# quickest thread ever!!!



## SPJosh1890 (Sep 4, 2010)

what is the names of these wheels? thanks:thumbup:


----------



## gruppe-b (Dec 6, 2008)

they look like Schmidt Modern Lines --i looked them up in an advert in the current PVW magazine they run 735 pounds a set(UK$)


----------



## SPJosh1890 (Sep 4, 2010)

gruppe-b said:


> they look like Schmidt Modern Lines --i looked them up in an advert in the current PVW magazine they run 735 pounds a set(UK$)


 thank you 

but it seems like they come in different styles, with or without a lip to be more precise. im looking for the ones without a lip (as seen in the picture)


----------



## Zackjoe15 (Jul 21, 2006)

They are schmidt modern lines.....a very expensive wheel even in the states!!!! I feel bad for that set tho..painted all black like that.  although after a closer look those look to be a rep i think.

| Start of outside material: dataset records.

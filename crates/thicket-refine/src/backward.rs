// crates/thicket-refine/src/backward.rs

//! The backward run: walk a trace in reverse, shrinking the running
//! backward FA by bottom-up intersection against each stored snapshot,
//! reverting normalization and folding as it goes, until either the entry
//! state is reached (the error is real) or some root's intersection goes
//! empty (the trace is spurious, and a predicate is learned from it)
//! (`spec.md` §4.7).

use crate::fold_revert::revert_folding;
use crate::normalize_revert::revert_normalization;
use crate::trace::Trace;
use std::collections::HashMap;
use thicket_automata::intersection::{intersection_bu, ProdMap};
use thicket_automata::{reduce, TreeAut};
use thicket_core::RootIdx;
use thicket_fae::ForestAutomaton;
use thicket_label::{BoxId, LabelArena};

/// What the backward run concluded about the trace it walked.
pub enum RefinementOutcome {
    /// No root's intersection ever went empty: the trace survives all the
    /// way back to the entry state, so the error it witnesses is real.
    RealError,
    /// The trace is spurious: intersection went empty at `root`.
    /// `learned_predicates` are the backward FA's components at that root,
    /// published through the fixpoint engine's predicate-abstraction mode
    /// before the caller restarts symbolic execution from the entry state.
    Spurious {
        root: RootIdx,
        learned_predicates: Vec<TreeAut>,
    },
}

/// Walks `trace` in reverse. `box_db` is the full box database, consulted
/// to unfold whatever `trace`'s fold logs folded.
#[must_use]
pub fn backward_run(trace: &Trace, box_db: &HashMap<BoxId, TreeAut>) -> RefinementOutcome {
    let Some(last) = trace.steps().last() else {
        return RefinementOutcome::RealError;
    };

    // Every snapshot along one trace is a clone of the same continuously
    // growing forest automaton, so label IDs compare equal across steps
    // without re-interning; this engine just needs one arena to intern any
    // *new* labels it synthesizes while reverting (e.g. `cut_below`'s Ref
    // leaves), seeded from the most complete (latest) snapshot.
    let mut arena: LabelArena = last.fae_at_iteration.labels().clone();
    let mut backward = last.fae_at_iteration.clone();

    for step in trace.steps().iter().rev() {
        let root_count = backward.root_count().max(step.fae_at_iteration.root_count());
        let mut products: HashMap<RootIdx, (TreeAut, ProdMap)> = HashMap::new();

        for idx in 0..root_count {
            let root = RootIdx::from(idx);
            match (backward.root(root), step.fae_at_iteration.root(root)) {
                (None, None) => {}
                (Some(b), Some(f)) => {
                    let (product, prod_map) = intersection_bu(b, f);
                    if reduce::is_empty(&product) {
                        return RefinementOutcome::Spurious {
                            root,
                            learned_predicates: vec![b.clone()],
                        };
                    }
                    products.insert(root, (product, prod_map));
                }
                _ => {
                    // The two sides disagree on whether this root is live:
                    // a stale reference on one side. Conservatively treat
                    // as spurious so the caller restarts rather than
                    // reasoning over a mismatched shape.
                    return RefinementOutcome::Spurious {
                        root,
                        learned_predicates: backward.root(root).cloned().into_iter().collect(),
                    };
                }
            }
        }

        let reconstructed = revert_normalization(&products, &step.normalization_log, &mut arena);

        let mut next = ForestAutomaton::new();
        if root_count > 0 {
            // Pre-size `next` to `root_count` slots, all empty, so an
            // index touched by neither `set_root` nor `free_slot_only`
            // below still reports the right `root_count` to the next
            // (earlier) iteration of this loop.
            next.set_root(RootIdx::from(root_count - 1), TreeAut::new());
            next.free_slot_only(RootIdx::from(root_count - 1));
        }
        for (&var, value) in step.fae_at_iteration.vars() {
            next.bind_var(var, value.clone());
        }
        for idx in 0..root_count {
            let root = RootIdx::from(idx);
            if let Some(ta) = reconstructed.get(&root) {
                let unfolded = revert_folding(ta, root, &mut arena, &step.fold_log, box_db);
                next.set_root(root, unfolded);
            }
        }
        next.recompute_connection_graph();
        backward = next;
    }

    RefinementOutcome::RealError
}

#[cfg(test)]
mod tests {
    use super::*;
    use crate::trace::BackwardStep;
    use thicket_core::Data;
    use thicket_label::{DataId, Label};
    use thicket_normalize::NormalizationLog;

    fn null_fae() -> ForestAutomaton {
        let mut fae = ForestAutomaton::new();
        let leaf = fae.labels_mut().intern(Label::Data(Data::Null, DataId(0)));
        let mut ta = TreeAut::new();
        let q0 = ta.fresh_state();
        ta.add_transition(vec![], leaf, q0);
        ta.add_final(q0);
        fae.alloc_root(ta);
        fae
    }

    #[test]
    fn an_empty_trace_is_never_spurious() {
        let trace = Trace::new();
        let box_db = HashMap::new();
        assert!(matches!(backward_run(&trace, &box_db), RefinementOutcome::RealError));
    }

    #[test]
    fn a_trace_of_identical_snapshots_survives_as_a_real_error() {
        let fae = null_fae();
        let mut trace = Trace::new();
        trace.push(BackwardStep::new(fae.clone(), NormalizationLog::new(), thicket_fold::FoldLog::new()));
        trace.push(BackwardStep::new(fae, NormalizationLog::new(), thicket_fold::FoldLog::new()));
        let box_db = HashMap::new();
        assert!(matches!(backward_run(&trace, &box_db), RefinementOutcome::RealError));
    }

    #[test]
    fn disjoint_leaf_values_make_the_trace_spurious() {
        // Two snapshots sharing one arena lineage (as real trace steps
        // would) but each rooted at a transition using a distinct,
        // genuinely non-matching label.
        let mut base = ForestAutomaton::new();
        let leaf_a = base.labels_mut().intern(Label::Data(Data::Int(1), DataId(0)));
        let leaf_b = base.labels_mut().intern(Label::Data(Data::Int(2), DataId(1)));

        let mut fae_a = base.clone();
        let mut ta_a = TreeAut::new();
        let qa = ta_a.fresh_state();
        ta_a.add_transition(vec![], leaf_a, qa);
        ta_a.add_final(qa);
        fae_a.alloc_root(ta_a);

        let mut fae_b = base;
        let mut ta_b = TreeAut::new();
        let qb = ta_b.fresh_state();
        ta_b.add_transition(vec![], leaf_b, qb);
        ta_b.add_final(qb);
        fae_b.alloc_root(ta_b);

        let mut trace = Trace::new();
        trace.push(BackwardStep::new(fae_a, NormalizationLog::new(), thicket_fold::FoldLog::new()));
        trace.push(BackwardStep::new(fae_b, NormalizationLog::new(), thicket_fold::FoldLog::new()));

        let box_db = HashMap::new();
        let outcome = backward_run(&trace, &box_db);
        assert!(matches!(outcome, RefinementOutcome::Spurious { .. }));
    }
}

The ones your talking about are a three piece wheel like this one.


----------



## [email protected] (Jul 17, 2009)

We are a Schmidt dealer and the Modernlines are available in 1 piece or 3 piece.


----------



## ROH ECHT (Dec 9, 2010)

SPJosh1890 said:


> what is the names of these wheels? thanks:thumbup:
> 
> They're called "SWEEEEET!"


----------



## JohnStamos (Feb 3, 2010)

There is also a Stock Beretta wheel that looks ALOT like a 1 piece modernline, and is super cheap.


----------



## SPJosh1890 (Sep 4, 2010)

JohnStamos said:


> There is also a Stock Beretta wheel that looks ALOT like a 1 piece modernline, and is super cheap.


 no ****, and its 5x100. looks like i might go 5 lug lol. 
:thumbup:good lookin out


----------